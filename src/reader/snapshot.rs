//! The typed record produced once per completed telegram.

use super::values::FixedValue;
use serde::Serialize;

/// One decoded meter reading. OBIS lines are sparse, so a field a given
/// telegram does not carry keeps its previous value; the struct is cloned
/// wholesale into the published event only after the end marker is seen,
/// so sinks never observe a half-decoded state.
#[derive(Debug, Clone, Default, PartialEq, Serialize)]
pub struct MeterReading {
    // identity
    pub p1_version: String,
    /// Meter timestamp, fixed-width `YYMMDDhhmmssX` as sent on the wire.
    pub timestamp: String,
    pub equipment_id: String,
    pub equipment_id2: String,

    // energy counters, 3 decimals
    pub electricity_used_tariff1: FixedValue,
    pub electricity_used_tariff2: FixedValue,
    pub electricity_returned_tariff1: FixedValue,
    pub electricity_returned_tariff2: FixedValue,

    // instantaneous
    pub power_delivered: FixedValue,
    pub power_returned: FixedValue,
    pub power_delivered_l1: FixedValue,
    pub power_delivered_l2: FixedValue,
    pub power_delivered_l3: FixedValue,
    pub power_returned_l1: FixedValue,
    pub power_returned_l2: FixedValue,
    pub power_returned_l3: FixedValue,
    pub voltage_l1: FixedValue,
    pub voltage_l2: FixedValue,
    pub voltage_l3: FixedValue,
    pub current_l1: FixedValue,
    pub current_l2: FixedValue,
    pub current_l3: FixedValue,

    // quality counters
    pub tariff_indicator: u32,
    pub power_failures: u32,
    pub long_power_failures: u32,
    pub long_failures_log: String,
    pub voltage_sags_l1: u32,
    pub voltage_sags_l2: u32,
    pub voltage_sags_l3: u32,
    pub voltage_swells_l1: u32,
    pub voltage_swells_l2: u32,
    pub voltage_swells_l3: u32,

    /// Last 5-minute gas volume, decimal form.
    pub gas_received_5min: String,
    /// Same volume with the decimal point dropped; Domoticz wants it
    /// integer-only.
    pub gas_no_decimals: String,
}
────
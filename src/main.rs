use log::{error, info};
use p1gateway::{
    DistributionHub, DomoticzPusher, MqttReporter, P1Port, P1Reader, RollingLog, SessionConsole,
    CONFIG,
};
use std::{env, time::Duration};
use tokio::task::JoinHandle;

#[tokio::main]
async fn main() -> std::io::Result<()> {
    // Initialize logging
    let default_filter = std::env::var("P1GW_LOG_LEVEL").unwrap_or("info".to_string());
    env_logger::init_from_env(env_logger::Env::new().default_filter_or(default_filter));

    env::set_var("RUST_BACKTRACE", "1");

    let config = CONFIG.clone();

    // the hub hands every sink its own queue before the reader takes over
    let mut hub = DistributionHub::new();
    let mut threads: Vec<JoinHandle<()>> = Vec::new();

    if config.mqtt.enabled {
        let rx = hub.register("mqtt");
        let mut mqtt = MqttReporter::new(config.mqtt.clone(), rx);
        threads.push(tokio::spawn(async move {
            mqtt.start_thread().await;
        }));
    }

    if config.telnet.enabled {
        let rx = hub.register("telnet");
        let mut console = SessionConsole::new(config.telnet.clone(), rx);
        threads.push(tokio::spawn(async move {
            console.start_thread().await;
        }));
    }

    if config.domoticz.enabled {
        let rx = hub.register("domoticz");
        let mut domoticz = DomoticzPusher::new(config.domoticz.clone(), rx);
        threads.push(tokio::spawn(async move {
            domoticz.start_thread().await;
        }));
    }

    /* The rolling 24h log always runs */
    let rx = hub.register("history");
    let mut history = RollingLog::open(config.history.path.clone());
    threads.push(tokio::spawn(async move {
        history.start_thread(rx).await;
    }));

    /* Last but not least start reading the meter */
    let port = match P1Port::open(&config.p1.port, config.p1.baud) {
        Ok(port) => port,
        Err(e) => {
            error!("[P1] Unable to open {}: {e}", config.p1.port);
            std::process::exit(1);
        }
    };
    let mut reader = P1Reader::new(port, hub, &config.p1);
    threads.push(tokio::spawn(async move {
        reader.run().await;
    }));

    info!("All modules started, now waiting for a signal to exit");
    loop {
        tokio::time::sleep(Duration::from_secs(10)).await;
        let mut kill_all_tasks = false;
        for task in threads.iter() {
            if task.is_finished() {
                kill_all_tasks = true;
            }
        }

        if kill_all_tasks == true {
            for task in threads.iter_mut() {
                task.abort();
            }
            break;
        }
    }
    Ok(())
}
────
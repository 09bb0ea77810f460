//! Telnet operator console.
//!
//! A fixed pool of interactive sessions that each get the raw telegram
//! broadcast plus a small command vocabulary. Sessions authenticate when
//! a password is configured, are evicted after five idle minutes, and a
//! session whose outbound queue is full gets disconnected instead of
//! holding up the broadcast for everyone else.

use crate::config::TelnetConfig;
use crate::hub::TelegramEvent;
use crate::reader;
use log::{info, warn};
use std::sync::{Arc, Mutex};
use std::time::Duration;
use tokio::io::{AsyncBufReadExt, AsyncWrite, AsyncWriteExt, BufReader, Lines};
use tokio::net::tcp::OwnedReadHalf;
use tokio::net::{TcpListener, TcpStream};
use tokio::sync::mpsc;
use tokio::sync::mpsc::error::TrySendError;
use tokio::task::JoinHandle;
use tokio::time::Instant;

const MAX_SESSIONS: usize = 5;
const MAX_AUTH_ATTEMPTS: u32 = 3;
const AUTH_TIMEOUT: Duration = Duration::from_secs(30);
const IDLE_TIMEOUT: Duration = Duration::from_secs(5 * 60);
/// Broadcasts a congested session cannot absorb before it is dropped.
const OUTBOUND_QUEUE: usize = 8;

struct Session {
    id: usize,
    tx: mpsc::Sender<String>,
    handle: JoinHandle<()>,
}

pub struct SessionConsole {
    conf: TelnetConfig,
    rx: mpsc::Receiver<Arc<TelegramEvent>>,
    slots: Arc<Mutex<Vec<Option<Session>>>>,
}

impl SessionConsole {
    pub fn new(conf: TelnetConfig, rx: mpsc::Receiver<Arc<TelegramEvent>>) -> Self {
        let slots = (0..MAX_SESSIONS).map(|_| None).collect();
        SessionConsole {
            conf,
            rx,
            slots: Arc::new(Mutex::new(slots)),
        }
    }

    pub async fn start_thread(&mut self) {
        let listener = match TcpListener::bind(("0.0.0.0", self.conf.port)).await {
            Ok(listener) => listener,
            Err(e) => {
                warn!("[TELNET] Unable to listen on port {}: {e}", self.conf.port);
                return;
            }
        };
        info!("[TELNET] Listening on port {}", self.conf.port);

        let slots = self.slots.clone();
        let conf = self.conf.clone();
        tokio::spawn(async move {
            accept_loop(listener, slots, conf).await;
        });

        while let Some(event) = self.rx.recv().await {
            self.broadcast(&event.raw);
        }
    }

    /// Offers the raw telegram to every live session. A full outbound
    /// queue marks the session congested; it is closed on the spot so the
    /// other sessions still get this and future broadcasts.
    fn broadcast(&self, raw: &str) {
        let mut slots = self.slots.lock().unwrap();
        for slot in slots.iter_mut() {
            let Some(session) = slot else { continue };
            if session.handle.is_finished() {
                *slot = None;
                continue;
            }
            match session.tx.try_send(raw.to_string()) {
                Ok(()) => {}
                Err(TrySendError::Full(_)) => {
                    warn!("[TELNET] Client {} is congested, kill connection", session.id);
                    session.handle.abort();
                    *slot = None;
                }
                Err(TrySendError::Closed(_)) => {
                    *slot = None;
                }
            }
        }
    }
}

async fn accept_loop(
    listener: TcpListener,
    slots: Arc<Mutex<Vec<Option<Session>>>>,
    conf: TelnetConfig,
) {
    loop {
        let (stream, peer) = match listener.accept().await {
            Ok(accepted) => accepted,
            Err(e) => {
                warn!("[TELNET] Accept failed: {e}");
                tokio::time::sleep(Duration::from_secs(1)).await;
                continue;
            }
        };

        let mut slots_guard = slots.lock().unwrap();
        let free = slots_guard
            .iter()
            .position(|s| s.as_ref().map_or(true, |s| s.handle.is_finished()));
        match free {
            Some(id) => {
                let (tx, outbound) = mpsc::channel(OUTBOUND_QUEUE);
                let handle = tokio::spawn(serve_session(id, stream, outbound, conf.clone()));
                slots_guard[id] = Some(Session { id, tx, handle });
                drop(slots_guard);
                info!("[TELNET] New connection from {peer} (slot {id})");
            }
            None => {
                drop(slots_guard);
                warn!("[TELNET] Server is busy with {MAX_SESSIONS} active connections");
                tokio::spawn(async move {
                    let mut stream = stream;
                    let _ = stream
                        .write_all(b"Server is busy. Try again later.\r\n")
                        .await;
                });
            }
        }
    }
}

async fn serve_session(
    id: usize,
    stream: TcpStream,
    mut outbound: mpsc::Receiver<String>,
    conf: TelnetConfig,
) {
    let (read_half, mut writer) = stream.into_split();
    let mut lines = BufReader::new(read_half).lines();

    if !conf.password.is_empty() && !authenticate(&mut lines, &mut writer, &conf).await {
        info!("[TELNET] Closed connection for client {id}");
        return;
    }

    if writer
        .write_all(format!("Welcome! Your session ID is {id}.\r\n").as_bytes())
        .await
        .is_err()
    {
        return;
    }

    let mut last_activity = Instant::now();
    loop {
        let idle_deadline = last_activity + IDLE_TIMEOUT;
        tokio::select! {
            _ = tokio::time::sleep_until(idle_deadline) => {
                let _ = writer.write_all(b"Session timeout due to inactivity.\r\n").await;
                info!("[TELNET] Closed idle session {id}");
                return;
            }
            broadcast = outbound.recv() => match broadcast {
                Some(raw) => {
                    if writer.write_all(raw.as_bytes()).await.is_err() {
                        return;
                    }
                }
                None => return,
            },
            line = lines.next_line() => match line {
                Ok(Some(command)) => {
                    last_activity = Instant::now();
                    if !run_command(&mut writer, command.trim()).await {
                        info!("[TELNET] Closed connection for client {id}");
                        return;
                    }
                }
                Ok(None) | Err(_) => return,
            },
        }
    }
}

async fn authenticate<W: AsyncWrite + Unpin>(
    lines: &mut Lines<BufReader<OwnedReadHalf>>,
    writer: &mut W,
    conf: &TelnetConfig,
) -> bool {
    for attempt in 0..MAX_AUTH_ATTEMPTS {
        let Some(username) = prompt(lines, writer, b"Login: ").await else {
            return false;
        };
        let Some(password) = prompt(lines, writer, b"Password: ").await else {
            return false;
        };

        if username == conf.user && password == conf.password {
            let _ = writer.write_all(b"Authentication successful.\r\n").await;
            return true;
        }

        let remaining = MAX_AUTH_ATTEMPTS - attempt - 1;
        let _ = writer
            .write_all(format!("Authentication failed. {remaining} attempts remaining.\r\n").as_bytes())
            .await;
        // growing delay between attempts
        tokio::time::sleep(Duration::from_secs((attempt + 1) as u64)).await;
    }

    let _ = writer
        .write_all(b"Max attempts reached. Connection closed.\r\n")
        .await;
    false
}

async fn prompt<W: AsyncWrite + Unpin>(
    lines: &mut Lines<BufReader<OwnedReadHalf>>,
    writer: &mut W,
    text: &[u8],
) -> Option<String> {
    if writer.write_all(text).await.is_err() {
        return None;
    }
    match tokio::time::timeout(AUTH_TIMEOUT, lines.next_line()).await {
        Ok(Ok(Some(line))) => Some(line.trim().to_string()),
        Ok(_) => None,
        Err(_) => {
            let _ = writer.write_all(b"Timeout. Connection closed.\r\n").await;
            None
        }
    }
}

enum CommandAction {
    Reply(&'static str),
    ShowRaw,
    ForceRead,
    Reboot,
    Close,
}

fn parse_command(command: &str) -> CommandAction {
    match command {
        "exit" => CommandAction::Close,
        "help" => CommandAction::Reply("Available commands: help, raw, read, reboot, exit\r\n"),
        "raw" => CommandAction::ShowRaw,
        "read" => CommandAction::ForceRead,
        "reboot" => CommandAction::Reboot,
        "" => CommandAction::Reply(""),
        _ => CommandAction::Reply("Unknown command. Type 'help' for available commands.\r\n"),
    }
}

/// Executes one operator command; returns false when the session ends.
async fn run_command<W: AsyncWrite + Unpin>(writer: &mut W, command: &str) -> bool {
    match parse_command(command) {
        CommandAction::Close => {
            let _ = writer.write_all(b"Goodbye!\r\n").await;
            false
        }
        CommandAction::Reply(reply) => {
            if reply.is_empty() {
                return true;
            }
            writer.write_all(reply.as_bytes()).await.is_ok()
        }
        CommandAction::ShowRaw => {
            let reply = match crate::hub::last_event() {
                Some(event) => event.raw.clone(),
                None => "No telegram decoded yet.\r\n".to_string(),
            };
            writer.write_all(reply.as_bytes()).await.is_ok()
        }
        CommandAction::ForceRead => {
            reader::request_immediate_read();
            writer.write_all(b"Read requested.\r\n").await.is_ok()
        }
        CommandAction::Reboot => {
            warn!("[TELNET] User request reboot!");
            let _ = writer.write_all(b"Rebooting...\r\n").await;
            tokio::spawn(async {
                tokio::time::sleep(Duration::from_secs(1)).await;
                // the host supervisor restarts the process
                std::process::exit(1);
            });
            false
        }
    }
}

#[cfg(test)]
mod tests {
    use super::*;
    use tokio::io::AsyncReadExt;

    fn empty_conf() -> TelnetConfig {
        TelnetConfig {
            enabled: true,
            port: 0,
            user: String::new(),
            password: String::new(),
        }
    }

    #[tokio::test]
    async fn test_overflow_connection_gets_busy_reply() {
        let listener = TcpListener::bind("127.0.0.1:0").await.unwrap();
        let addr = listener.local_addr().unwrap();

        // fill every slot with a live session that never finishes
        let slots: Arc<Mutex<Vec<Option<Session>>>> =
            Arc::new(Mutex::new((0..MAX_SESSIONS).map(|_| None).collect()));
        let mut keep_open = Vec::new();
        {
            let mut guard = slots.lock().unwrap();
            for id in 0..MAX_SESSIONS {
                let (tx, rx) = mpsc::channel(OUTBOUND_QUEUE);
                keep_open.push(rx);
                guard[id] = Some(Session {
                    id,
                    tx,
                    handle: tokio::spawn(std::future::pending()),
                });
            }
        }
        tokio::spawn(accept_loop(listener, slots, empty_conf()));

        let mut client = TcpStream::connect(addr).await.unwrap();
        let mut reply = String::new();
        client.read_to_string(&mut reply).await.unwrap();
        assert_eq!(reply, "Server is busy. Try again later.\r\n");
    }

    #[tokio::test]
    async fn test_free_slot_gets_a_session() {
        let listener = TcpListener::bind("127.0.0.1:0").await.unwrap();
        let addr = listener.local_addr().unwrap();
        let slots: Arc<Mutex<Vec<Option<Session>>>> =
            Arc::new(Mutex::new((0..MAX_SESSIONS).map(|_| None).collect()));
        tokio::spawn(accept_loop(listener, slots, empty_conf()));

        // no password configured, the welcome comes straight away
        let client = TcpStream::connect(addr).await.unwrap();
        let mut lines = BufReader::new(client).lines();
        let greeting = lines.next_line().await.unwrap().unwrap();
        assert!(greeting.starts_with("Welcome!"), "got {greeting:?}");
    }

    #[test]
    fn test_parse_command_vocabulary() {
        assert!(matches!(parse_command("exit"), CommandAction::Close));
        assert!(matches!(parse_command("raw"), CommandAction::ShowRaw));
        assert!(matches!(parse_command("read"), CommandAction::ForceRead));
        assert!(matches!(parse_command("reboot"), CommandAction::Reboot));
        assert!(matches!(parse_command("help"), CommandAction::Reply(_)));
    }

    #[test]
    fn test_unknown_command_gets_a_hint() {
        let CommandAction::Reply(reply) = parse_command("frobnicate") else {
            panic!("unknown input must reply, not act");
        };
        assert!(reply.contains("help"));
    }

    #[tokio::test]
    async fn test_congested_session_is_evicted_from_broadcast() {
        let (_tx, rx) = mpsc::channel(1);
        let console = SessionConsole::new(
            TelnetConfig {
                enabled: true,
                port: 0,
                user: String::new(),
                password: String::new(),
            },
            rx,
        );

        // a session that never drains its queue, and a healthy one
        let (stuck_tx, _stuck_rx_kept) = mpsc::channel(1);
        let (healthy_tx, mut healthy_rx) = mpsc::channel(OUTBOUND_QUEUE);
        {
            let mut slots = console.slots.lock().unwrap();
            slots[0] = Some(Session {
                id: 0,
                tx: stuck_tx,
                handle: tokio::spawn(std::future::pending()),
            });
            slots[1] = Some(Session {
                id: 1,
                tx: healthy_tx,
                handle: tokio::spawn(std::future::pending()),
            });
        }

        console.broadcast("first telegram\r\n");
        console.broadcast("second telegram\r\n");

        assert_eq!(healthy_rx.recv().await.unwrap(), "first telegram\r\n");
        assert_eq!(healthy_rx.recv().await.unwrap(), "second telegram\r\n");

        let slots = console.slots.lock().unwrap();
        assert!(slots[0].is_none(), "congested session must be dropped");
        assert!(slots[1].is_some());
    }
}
────
ACTION ITEM: I would like you to report every line in the listing above that contains "enabled".

SOLUTION FOR THIS PROBLEM:
    if config.mqtt.enabled {
    if config.telnet.enabled {
    if config.domoticz.enabled {
            enabled: true,
                enabled: true,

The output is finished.